Sonora.ID - Pemerintah telah menetapkan 12 wilayah prioritas pemberantasan stunting pada tahun ini, agar dapat memenuhi target 14% angka prevalensi stunting pada tahun 2024.
Dalam program “Sonora Pagi” di Radio Sonora, Selasa, (12/09), Sekretaris Utama BKKBN, Drs. Tavip Agus Rayanto Msi mengatakan, 12 wilayah prioritas ini dibagi dalam 2 kelompok yaitu provinsi yang angka prevalensi stuntingnya tinggi namun jumlah penduduknya tidak banyak dan provinsi yang angka prevalensi stuntingnya rendah namun jumlah penduduknya banyak.
“Provinsi yang angka prevalensi stuntingnya tinggi namun jumlah penduduknya tidak banyak, seperti Nusa Tenggara Timur, Nusa Tenggara Barat, Sulawesi Barat, Aceh, Kalimantan Barat, Kalimantan Selatan, Sulawesi Tenggara”.
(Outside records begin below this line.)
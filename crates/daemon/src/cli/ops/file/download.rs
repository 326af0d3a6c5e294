use std::path::PathBuf;

use clap::Args;

use common::prelude::{FileId, UserId};
use dataroom_daemon::http_server::api::client::ApiError;
use dataroom_daemon::http_server::api::v0::files::{GetRequest, UrlRequest};

/// Fetch a file's content to disk.
#[derive(Args, Debug, Clone)]
pub struct Download {
    /// Acting user
    #[arg(long, env = "DATAROOM_USER")]
    pub user_id: UserId,

    /// File to download
    #[arg(long)]
    pub file_id: FileId,

    /// Where to write the content (defaults to the file's name in the current directory)
    #[arg(long)]
    pub out: Option<PathBuf>,
}

#[derive(Debug, thiserror::Error)]
pub enum DownloadError {
    #[error("API error: {0}")]
    Api(#[from] ApiError),
    #[error("file {0} has no uploaded content")]
    NoContent(FileId),
    #[error("failed to write {0}: {1}")]
    Write(PathBuf, std::io::Error),
}

#[async_trait::async_trait]
impl crate::cli::op::Op for Download {
    type Error = DownloadError;
    type Output = String;

    async fn execute(&self, ctx: &crate::cli::op::OpContext) -> Result<Self::Output, Self::Error> {
        let mut client = ctx.client.clone();

        let file = client
            .call(GetRequest {
                user_id: self.user_id,
                file_id: self.file_id,
            })
            .await?;
        let url = client
            .call(UrlRequest {
                user_id: self.user_id,
                file_id: self.file_id,
            })
            .await?
            .url
            .ok_or(DownloadError::NoContent(self.file_id))?;

        let data = client.download_blob(&url).await?;

        let out = self
            .out
            .clone()
            .unwrap_or_else(|| PathBuf::from(&file.name));
        tokio::fs::write(&out, &data)
            .await
            .map_err(|e| DownloadError::Write(out.clone(), e))?;

        Ok(format!("Wrote {} bytes to {}", data.len(), out.display()))
    }
}
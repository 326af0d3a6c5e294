use axum::extract::{Json, State};
use axum::response::IntoResponse;
use reqwest::{Client, RequestBuilder, Url};
use serde::{Deserialize, Serialize};

use common::prelude::{Dataroom, DataroomId, UserId};

use crate::http_server::api::client::ApiRequest;
use crate::http_server::api::v0::error::VaultApiError;
use crate::ServiceState;

/// Rename a dataroom. Requires editor.
#[derive(Debug, Clone, Serialize, Deserialize, clap::Args)]
pub struct RenameRequest {
    /// Acting user
    #[arg(long, env = "DATAROOM_USER")]
    pub user_id: UserId,
    /// Dataroom to act on
    #[arg(long)]
    pub dataroom_id: DataroomId,
    /// New name
    #[arg(long)]
    pub name: String,
}

pub async fn handler(
    State(state): State<ServiceState>,
    Json(req): Json<RenameRequest>,
) -> Result<impl IntoResponse, VaultApiError> {
    let dataroom = state
        .vault()
        .rename_dataroom(req.user_id, req.dataroom_id, &req.name)
        .await?;
    Ok((http::StatusCode::OK, Json(dataroom)).into_response())
}

// Client implementation - builds request for this operation
impl ApiRequest for RenameRequest {
    type Response = Dataroom;

    fn build_request(self, base_url: &Url, client: &Client) -> RequestBuilder {
        let full_url = base_url.join("/api/v0/datarooms/rename").unwrap();
        client.post(full_url).json(&self)
    }
}
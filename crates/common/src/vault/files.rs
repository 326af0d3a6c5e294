use serde::{Deserialize, Serialize};
use url::Url;

use super::{Entity, Vault, VaultError};
use crate::blobs::{BlobStorage, UploadTicket};
use crate::ids::{DataroomId, FileId, FolderId, StorageRef, UserId};
use crate::model::{timestamp, FileRecord};
use crate::names::{is_pdf, validate_name};
use crate::role::Role;
use crate::store::Store;

/// A file to register after its bytes were uploaded under `storage_ref`.
#[derive(Debug, Clone, PartialEq, Eq, Serialize, Deserialize)]
pub struct NewFile {
    pub name: String,
    /// `None` places the file at the dataroom root.
    pub folder_id: Option<FolderId>,
    pub storage_ref: StorageRef,
    pub mime_type: String,
    pub size: u64,
}

impl<S: Store, B: BlobStorage> Vault<S, B> {
    pub async fn list_files(
        &self,
        user: UserId,
        dataroom: DataroomId,
        folder: Option<FolderId>,
    ) -> Result<Vec<FileRecord>, VaultError> {
        self.authorize(user, dataroom, None).await?;
        self.store
            .list_files(dataroom, folder)
            .await
            .map_err(VaultError::store)
    }

    pub async fn get_file(&self, user: UserId, file: FileId) -> Result<FileRecord, VaultError> {
        let record = self.load_file(file).await?;
        self.authorize(user, record.dataroom_id, None).await?;
        Ok(record)
    }

    /// Download location for a file's content, `None` if the blob is gone.
    pub async fn file_download_url(
        &self,
        user: UserId,
        file: FileId,
    ) -> Result<Option<Url>, VaultError> {
        let record = self.get_file(user, file).await?;
        self.blobs
            .get_url(record.storage_ref)
            .await
            .map_err(VaultError::blobs)
    }

    /// Register an uploaded file. Only `application/pdf` is accepted,
    ///  names are unique within a (dataroom, folder) location, and the
    ///  storage ref must hold content no other file record points at.
    pub async fn create_file(
        &self,
        user: UserId,
        dataroom: DataroomId,
        file: NewFile,
    ) -> Result<FileRecord, VaultError> {
        self.authorize(user, dataroom, Some(Role::Editor)).await?;
        if !is_pdf(&file.mime_type) {
            return Err(VaultError::InvalidMimeType(file.mime_type));
        }
        validate_name(&file.name)?;
        if let Some(folder) = file.folder_id {
            self.require_parent(dataroom, folder).await?;
        }
        self.ensure_unique_file_name(dataroom, file.folder_id, &file.name, None)
            .await?;
        self.ensure_fresh_upload(file.storage_ref).await?;

        let now = timestamp();
        let record = FileRecord {
            id: FileId::new(),
            name: file.name,
            dataroom_id: dataroom,
            folder_id: file.folder_id,
            storage_ref: file.storage_ref,
            mime_type: file.mime_type,
            size: file.size,
            created_at: now,
            updated_at: now,
        };
        self.store
            .insert_file(record.clone())
            .await
            .map_err(VaultError::store)?;

        tracing::debug!(file_id = %record.id, dataroom_id = %dataroom, size = record.size, "file created");
        Ok(record)
    }

    /// Rename in place. The MIME type is not re-checked.
    pub async fn rename_file(
        &self,
        user: UserId,
        file: FileId,
        name: &str,
    ) -> Result<FileRecord, VaultError> {
        let mut record = self.load_file(file).await?;
        self.authorize(user, record.dataroom_id, Some(Role::Editor))
            .await?;
        validate_name(name)?;
        self.ensure_unique_file_name(record.dataroom_id, record.folder_id, name, Some(file))
            .await?;

        let now = timestamp();
        self.store
            .rename_file(file, name, now)
            .await
            .map_err(VaultError::store)?;

        record.name = name.to_string();
        record.updated_at = now;
        Ok(record)
    }

    /// Drop the record, then release its blob. A failed release only
    ///  leaves an orphaned object behind and is logged.
    pub async fn delete_file(&self, user: UserId, file: FileId) -> Result<(), VaultError> {
        let record = self.load_file(file).await?;
        self.authorize(user, record.dataroom_id, Some(Role::Editor))
            .await?;
        self.store
            .delete_file(record.id)
            .await
            .map_err(VaultError::store)?;
        if let Err(e) = self.blobs.delete(record.storage_ref).await {
            tracing::warn!(
                file_id = %record.id,
                storage_ref = %record.storage_ref,
                "file removed but its blob was not released: {}",
                e
            );
        }
        Ok(())
    }

    /// Issue an upload ticket. Any existing user may ask for one; the
    ///  dataroom is only checked when the file is registered.
    pub async fn generate_upload_url(&self, user: UserId) -> Result<UploadTicket, VaultError> {
        self.require_user(user).await?;
        self.blobs
            .generate_upload_url()
            .await
            .map_err(VaultError::blobs)
    }

    async fn load_file(&self, file: FileId) -> Result<FileRecord, VaultError> {
        self.store
            .get_file(file)
            .await
            .map_err(VaultError::store)?
            .ok_or(VaultError::NotFound(Entity::File))
    }

    async fn ensure_fresh_upload(&self, storage_ref: StorageRef) -> Result<(), VaultError> {
        if self
            .store
            .find_file_by_storage_ref(storage_ref)
            .await
            .map_err(VaultError::store)?
            .is_some()
        {
            return Err(VaultError::StorageRefInUse);
        }
        let uploaded = self
            .blobs
            .get_url(storage_ref)
            .await
            .map_err(VaultError::blobs)?;
        if uploaded.is_none() {
            return Err(VaultError::NotFound(Entity::Upload));
        }
        Ok(())
    }

    async fn ensure_unique_file_name(
        &self,
        dataroom: DataroomId,
        folder: Option<FolderId>,
        name: &str,
        except: Option<FileId>,
    ) -> Result<(), VaultError> {
        let siblings = self
            .store
            .list_files(dataroom, folder)
            .await
            .map_err(VaultError::store)?;
        if siblings
            .iter()
            .any(|f| f.name == name && Some(f.id) != except)
        {
            return Err(VaultError::DuplicateName(Entity::File));
        }
        Ok(())
    }
}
"Kemudian kelompok kedua adalah provinsi yang angka prevalensi stuntingnya rendah namun jumlah penduduknya banyak seperti Jawa Timur, Jawa Barat, Jawa Tengah, Banten, dan Sumatera Utara”, ujarnya dalam wawancara melalui telpon dengan Rara Kalesaran, Penyiar Radio Sonora Jakarta.
Tavip menambahkan, ketika 12 provinsi tersebut dihitung, maka telah menyumbang lebih dari 69% nasional.
Baca Juga: Keluarga Berisiko Stunting dan Catin Jadi Prioritas Upaya Cegah Stunting
“Maka apabila kita ingin fokus atau prioritaskan, jika 12 provinsi tersebut digarap secara baik, kontribusinya sudah 69% secara nasional sendiri”, tambahnya.
Tavip menjelaskan bahwa dengan memprioritaskan 12 provinsi tersebut bukan berarti di luar provinsi itu tidak ditangani.
Provinsi di luar itu tetap ditangani namun penanganannya dilakukan dengan program regular, karena keterbatasan sumber daya baik uang dan tenaga.
Atas dasar itulah maka Tavip menjelaskan pentingnya penentuan daerah-daerah prioritas.
Berbicara anggaran, karena tahun depan ada Pemilu yang tentunya menyedot dana besar, maka dengan anggaran yang tetap, bukan berarti akan mempengaruhi capaian.
Dengan uang yang ada dan relatif tetap, BKKBN mencoba mengoptimalkan peran swasta.
Tavip juga mengapresiasi program Sonora Peduli Stunting yang merupakan bentuk kemitraan swasta dan pemerintah yang luar biasa dalam membantu menurunkan angka prevalensi stunting di Indonesia.
“Justru itu yang nilainya tinggi dan tidak mengandalkan APBN” kata Tavip.
Menutup perbincangan pagi tadi, Sonora menanyakan apa strategi yang paling berdampak dan efektif dalam pencegahan stunting di Indonesia.
Tavip mengatakan bahwa strategi yang paling bagus adalah pencegahan daripada penanganan. Karena penanganan stunting biayanya lebih besar dan pemulihannya lebih berat.
“Tahapannya adalah mencegah sejak sebelum perkawinan dilaksanakan. Perlu untuk mengetahui status kesehatan calon pengantin, apabila ada pasangan kurang sehat maka disarankan untuk menunda kehamilan. Kemudian melaksanakan fungsi pelayanan kepada ibu hamil. Karena pelayanan kesehatan pada saat hamil inilah yang menentukan kondisi bayi yang akan dilahirkan”, ujarnya.
“Selanjutnya adalah pada 1000 Hari Pertama Kehidupan, karena ketika sudah balita maka koreksi stunting akan lebih sulit. Jadi lebih baik mencegah daripada menangani” pungkasnya.